The Maverick says this is meant to be Tsvangirai’s turn. “He has patiently suffered through the government of national unity, waiting for his opportunity to right the electoral injustice that was the 2008 poll…..all factors meant to play into his hands, given that by now, surely, enough Zimbabweans have had enough of Mugabe.”
But “once again, somehow, Mugabe holds all the cards. There’s a reason why he’s lasted in power so long – and why he’s still got a little while to go”.
“What we should really be worried about is that, even if they are as flawed as Tsvangirai thinks they will be, the elections might still pass the regional test of fairness and transparency, making Mugabe a democratically-elected president once again.
“For this possibility, SADC has only itself to blame. Rewind to December 2011, to the just-concluded elections in the Democratic Republic of Congo. This was far from a model vote.

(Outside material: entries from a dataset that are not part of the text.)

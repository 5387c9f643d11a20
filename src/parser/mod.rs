//! Trace log reading and edge classification.
//!
//! This module handles:
//! - Opening edge logs in either trace format
//! - Classifying unstructured lines into edge kinds
//! - Validating structured rows into edge keys
//! - Defining the record model shared with the aggregator

pub mod classifier;
pub mod reader;
pub mod schema;

// Re-export main types
pub use classifier::{parse_address, parse_edge_key, ClassifierConfig, EdgeClassifier, EdgeKindPattern};
pub use reader::{open_log, LogRecords, ReadOptions};
pub use schema::{format_address, Classification, EdgeKey, RawRecord, TraceFormat};
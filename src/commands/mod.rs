//! CLI command implementations.
//!
//! Commands orchestrate the library components to perform user tasks.

pub mod summarize;
pub mod utils;

// Re-export main command functions
pub use summarize::{build_summary, execute_summarize, validate_args, SummarizeArgs};
pub use utils::{display_kinds, display_version, validate_export_file};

A range of international observers were watching, and uncovered a long list of offences:
- evidence of vote tampering;
- impossibly high rates of voter turnout in places known to be loyal to the president;
- strangely low turnouts in opposition areas;
- the mysterious disappearance of 2 000 polling station results in Kinshasa; and
- violence in the run-up during the campaign which killed 18 people, mostly committed by incumbent Joseph Kabila’s presidential guard.
“And yet, SADC, along with the African Union and three other African observer missions, declared that the elections were “successful”, duly confirming that the organisation’s standards of fairness and transparency are very low indeed; and sending a message to other leaders, like Robert Mugabe, that there’s a fair amount of electoral mischief that they can get away with before the regional body will call them out on it.
“And if Mugabe is called out, he’s well within his rights to label point out SADC’s hypocrisy – and ignore their verdict.”